Los votos que el PMDB tiene en el Congreso son claves para ese proceso de impeachment , porque como primera minoría en las dos cámaras puede desbalancear cualquier pulseada. Además, gobierna en siete de los 27 estados del país.

El peso partidario se ve en la misma línea sucesoria: además de Temer, se enrola en el PMDB el jefe del Senado, Calheiros; y el de Diputados, Eduardo Cunha, quien también tiene iniciado un proceso de juicio político por lavado de dinero.

Desde 2003, la alianza con el Partido de los Trabajadores (PT, oficialista) incluyó apoyo en el Congreso y la vicepresidencia de la República en los cuatro períodos: los dos mandatos de Luiz Inácio Lula da Silva, cuando el vice fue José Alencar, y los dos de Rousseff, quien asumió en 2011 y lleva poco más de un año de su segundo gobierno con Temer como vice.

Ese acuerdo de 13 años llegó ayer a su fin y puede precipitar el final del gobierno de Dilma, desgastada por la gestión y el escándalo de Petrobras.

La conducta de la mandataria, cuestionada por irregularidades en los balances fiscales de dos períodos, es analizada por la Comisión Especial del Impeachment, que está trabajando a paso redoblado.

Su decisión debe ser sometida a la consideración de los 513 diputados de la Cámara.

Para que prospere el juicio político, la oposición requiere una mayoría especial de 372 congresistas, número que con la decisión del PMDB parece más cerca de lograr.

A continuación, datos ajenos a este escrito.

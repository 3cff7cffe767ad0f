//! Data models module
//!
//! Defines the evaluation endpoint bodies and the upstream OpenAI wire types

pub mod evaluation;
pub mod openai;

pub use evaluation::{EvaluationRequest, EvaluationResponse, ErrorResponse, MISSING_IDEA_MESSAGE};
//! OpenAI API data models
//!
//! Chat completion request and response structures used by the upstream client

use serde::{Deserialize, Serialize};

/// OpenAI chat completion request
#[derive(Debug, Clone, PartialEq, Serialize, Deserialize)]
pub struct OpenAIRequest {
    /// Model name
    pub model: String,
    /// Message list
    pub messages: Vec<OpenAIMessage>,
    /// Maximum tokens to generate (optional)
    #[serde(skip_serializing_if = "Option::is_none")]
    pub max_tokens: Option<u32>,
    /// Temperature parameter (optional)
    #[serde(skip_serializing_if = "Option::is_none")]
    pub temperature: Option<f32>,
}

/// OpenAI message
#[derive(Debug, Clone, PartialEq, Serialize, Deserialize)]
pub struct OpenAIMessage {
    /// Role (system/user/assistant)
    pub role: String,
    /// Message content, `null` for some assistant replies
    pub content: Option<String>,
}

impl OpenAIMessage {
    pub fn system(content: impl Into<String>) -> Self {
        Self {
            role: "system".to_string(),
            content: Some(content.into()),
        }
    }

    pub fn user(content: impl Into<String>) -> Self {
        Self {
            role: "user".to_string(),
            content: Some(content.into()),
        }
    }
}

/// OpenAI chat completion response
#[derive(Debug, Clone, Serialize, Deserialize)]
pub struct OpenAIResponse {
    /// Response ID
    #[serde(default)]
    pub id: String,
    /// Object type
    #[serde(default)]
    pub object: String,
    /// Creation timestamp
    #[serde(default)]
    pub created: u64,
    /// Model used
    #[serde(default)]
    pub model: String,
    /// Choice list
    pub choices: Vec<OpenAIChoice>,
    /// Usage statistics (optional)
    #[serde(skip_serializing_if = "Option::is_none")]
    pub usage: Option<OpenAIUsage>,
}

impl OpenAIResponse {
    /// Text of the first choice, if the upstream returned any
    pub fn first_content(&self) -> Option<&str> {
        self.choices
            .first()
            .and_then(|choice| choice.message.content.as_deref())
    }
}

/// OpenAI choice
#[derive(Debug, Clone, Serialize, Deserialize)]
pub struct OpenAIChoice {
    /// Choice index
    #[serde(default)]
    pub index: u32,
    /// Message content
    pub message: OpenAIMessage,
    /// Finish reason
    #[serde(default)]
    pub finish_reason: Option<String>,
}

/// OpenAI usage statistics
#[derive(Debug, Clone, Serialize, Deserialize)]
pub struct OpenAIUsage {
    pub prompt_tokens: u32,
    pub completion_tokens: u32,
    pub total_tokens: u32,
}

/// OpenAI error response
#[derive(Debug, Clone, Serialize, Deserialize)]
pub struct OpenAIErrorResponse {
    /// Error information
    pub error: OpenAIError,
}

/// OpenAI error
#[derive(Debug, Clone, Serialize, Deserialize)]
pub struct OpenAIError {
    /// Error message
    pub message: String,
    /// Error type
    #[serde(rename = "type", default)]
    pub error_type: Option<String>,
    /// Error code, a string or number depending on the provider
    #[serde(default, skip_serializing_if = "Option::is_none")]
    pub code: Option<serde_json::Value>,
}
//! Startup idea evaluation
//!
//! Builds the fixed evaluation prompt and extracts the model's answer

use crate::models::openai::{OpenAIMessage, OpenAIRequest};
use crate::services::client::CompletionClient;
use crate::utils::error::UpstreamError;
use std::sync::Arc;
use tracing::debug;

/// Model used for every evaluation
pub const EVALUATOR_MODEL: &str = "gpt-3.5-turbo";

/// Output length cap in tokens
pub const MAX_TOKENS: u32 = 200;

/// Sampling temperature
pub const TEMPERATURE: f32 = 0.7;

pub const SYSTEM_PROMPT: &str = "You are a startup evaluator.";

/// Prepended to the idea text in the user message
pub const USER_PROMPT_PREFIX: &str = "Evaluate this startup idea:\n";

/// Build the two-message prompt. The idea is interpolated verbatim.
pub fn build_messages(idea: &str) -> Vec<OpenAIMessage> {
    vec![
        OpenAIMessage::system(SYSTEM_PROMPT),
        OpenAIMessage::user(format!("{}{}", USER_PROMPT_PREFIX, idea)),
    ]
}

/// Build the complete upstream request for an idea
pub fn build_request(idea: &str) -> OpenAIRequest {
    OpenAIRequest {
        model: EVALUATOR_MODEL.to_string(),
        messages: build_messages(idea),
        max_tokens: Some(MAX_TOKENS),
        temperature: Some(TEMPERATURE),
    }
}

/// Evaluates ideas through a [`CompletionClient`]
#[derive(Clone)]
pub struct IdeaEvaluator {
    client: Arc<dyn CompletionClient>,
}

impl IdeaEvaluator {
    pub fn new(client: Arc<dyn CompletionClient>) -> Self {
        Self { client }
    }

    /// Ask the model for an evaluation and return its trimmed text
    pub async fn evaluate(&self, idea: &str) -> Result<String, UpstreamError> {
        let response = self.client.chat_completions(build_request(idea)).await?;

        let content = response.first_content().ok_or(UpstreamError::EmptyChoices)?;
        debug!("Received evaluation of {} chars", content.len());

        Ok(content.trim().to_string())
    }
}

#[cfg(test)]
mod tests {
    use super::*;
    use crate::models::openai::{OpenAIChoice, OpenAIResponse};
    use async_trait::async_trait;
    use std::sync::Mutex;

    struct CapturingClient {
        reply: Result<Option<String>, UpstreamError>,
        seen: Mutex<Vec<OpenAIRequest>>,
    }

    impl CapturingClient {
        fn replying(reply: Result<Option<String>, UpstreamError>) -> Arc<Self> {
            Arc::new(Self {
                reply,
                seen: Mutex::new(Vec::new()),
            })
        }
    }

    #[async_trait]
    impl CompletionClient for CapturingClient {
        async fn chat_completions(&self, request: OpenAIRequest) -> Result<OpenAIResponse, UpstreamError> {
            self.seen.lock().unwrap().push(request);

            let choices = match self.reply.clone()? {
                Some(text) => vec![OpenAIChoice {
                    index: 0,
                    message: OpenAIMessage {
                        role: "assistant".to_string(),
                        content: Some(text),
                    },
                    finish_reason: Some("stop".to_string()),
                }],
                None => Vec::new(),
            };

            Ok(OpenAIResponse {
                id: "chatcmpl-test".to_string(),
                object: "chat.completion".to_string(),
                created: 0,
                model: EVALUATOR_MODEL.to_string(),
                choices,
                usage: None,
            })
        }
    }

    #[test]
    fn test_build_request_uses_fixed_parameters() {
        let request = build_request("Uber for dogs");

        assert_eq!(request.model, "gpt-3.5-turbo");
        assert_eq!(request.max_tokens, Some(200));
        assert_eq!(request.temperature, Some(0.7));
        assert_eq!(request.messages.len(), 2);
        assert_eq!(request.messages[0], OpenAIMessage::system("You are a startup evaluator."));
        assert_eq!(
            request.messages[1],
            OpenAIMessage::user("Evaluate this startup idea:\nUber for dogs")
        );
    }

    #[test]
    fn test_idea_is_not_sanitized() {
        let idea = "line one\nline \"two\" {{braces}}";
        let messages = build_messages(idea);
        assert_eq!(
            messages[1].content.as_deref(),
            Some("Evaluate this startup idea:\nline one\nline \"two\" {{braces}}")
        );
    }

    #[tokio::test]
    async fn test_evaluate_trims_first_choice() {
        let client = CapturingClient::replying(Ok(Some("  Solid niche.\n\n".to_string())));
        let evaluator = IdeaEvaluator::new(client.clone());

        let evaluation = evaluator.evaluate("A bakery").await.unwrap();
        assert_eq!(evaluation, "Solid niche.");

        let seen = client.seen.lock().unwrap();
        assert_eq!(seen.len(), 1);
        assert_eq!(seen[0], build_request("A bakery"));
    }

    #[tokio::test]
    async fn test_evaluate_without_choices_fails() {
        let evaluator = IdeaEvaluator::new(CapturingClient::replying(Ok(None)));

        let err = evaluator.evaluate("A bakery").await.unwrap_err();
        assert_eq!(err, UpstreamError::EmptyChoices);
    }

    #[tokio::test]
    async fn test_evaluate_propagates_client_error() {
        let evaluator = IdeaEvaluator::new(CapturingClient::replying(Err(
            UpstreamError::Transport("connection timed out".to_string()),
        )));

        let err = evaluator.evaluate("A bakery").await.unwrap_err();
        assert_eq!(err.to_string(), "connection timed out");
    }
}
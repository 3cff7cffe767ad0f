//! Logging middleware
//!
//! Records HTTP request and response information

use axum::{
    extract::Request,
    http::HeaderMap,
    middleware::Next,
    response::Response,
};
use std::time::Instant;
use tracing::{info, warn, Instrument};
use uuid::Uuid;

/// Requests slower than this are reported
const SLOW_REQUEST_SECS: u64 = 5;

/// Request logging middleware
///
/// Opens an `http_request` span with a fresh request id and logs the outcome
pub async fn request_logging_middleware(request: Request, next: Next) -> Response {
    let start_time = Instant::now();
    let request_id = Uuid::new_v4().to_string();
    let method = request.method().clone();
    let uri = request.uri().clone();

    let span = tracing::info_span!(
        "http_request",
        request_id = %request_id,
        method = %method,
        path = %uri.path(),
    );

    async move {
        info!(
            "Request started: {} {} - Client: {}",
            method,
            uri.path(),
            get_client_ip(request.headers()).unwrap_or_else(|| "unknown".to_string())
        );

        let response = next.run(request).await;

        let duration = start_time.elapsed();
        let status = response.status();
        let millis = duration.as_secs_f64() * 1000.0;

        if status.is_client_error() {
            warn!("Client error: {} - Duration: {:.2}ms", status, millis);
        } else if status.is_server_error() {
            warn!("Server error: {} - Duration: {:.2}ms", status, millis);
        } else {
            info!("Request completed: {} - Duration: {:.2}ms", status, millis);
        }

        if duration.as_secs() > SLOW_REQUEST_SECS {
            warn!(
                "Slow request detected: {} {} - Duration: {:.2}s",
                method,
                uri.path(),
                duration.as_secs_f64()
            );
        }

        response
    }
    .instrument(span)
    .await
}

/// Get client IP address from proxy headers
fn get_client_ip(headers: &HeaderMap) -> Option<String> {
    let ip_headers = ["x-forwarded-for", "x-real-ip", "cf-connecting-ip"];

    for header_name in &ip_headers {
        if let Some(ip_str) = headers.get(*header_name).and_then(|v| v.to_str().ok()) {
            // X-Forwarded-For may contain multiple IPs, take the first one
            if let Some(first_ip) = ip_str.split(',').next() {
                let ip = first_ip.trim();
                if !ip.is_empty() && ip != "unknown" {
                    return Some(ip.to_string());
                }
            }
        }
    }

    None
}

#[cfg(test)]
mod tests {
    use super::*;

    #[test]
    fn test_get_client_ip() {
        let mut headers = HeaderMap::new();

        headers.insert("x-forwarded-for", "192.168.1.1, 10.0.0.1".parse().unwrap());
        assert_eq!(get_client_ip(&headers), Some("192.168.1.1".to_string()));

        headers.clear();
        headers.insert("x-real-ip", "192.168.1.2".parse().unwrap());
        assert_eq!(get_client_ip(&headers), Some("192.168.1.2".to_string()));

        headers.clear();
        assert_eq!(get_client_ip(&headers), None);
    }
}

Si finalmente Rousseff fuera apartada del cargo, sería Temer quien ocupe la primera magistratura hasta el fin del mandato, que sería el 31 de diciembre de 2018.

Un pedido para Lula

La Fiscalía brasileña propuso al Supremo Tribunal Federal que el expresidente Lula da Silva pueda asumir la jefatura de Gabinete pero sin gozar de fueros especiales. Así, el líder petista seguiría siendo investigado por el juez Sergio Moro, que lleva adelante el escandaloso caso de Petrobras.

Cada vez más presión

Paulo Skaf, presidente de la Fiesp y miembro del PMDB, ya había anunciado que el gremio empresarial aumentaría la presión sobre los parlamentarios para que promuevan, lo más rápido posible, un juicio político contra la presidenta Rousseff.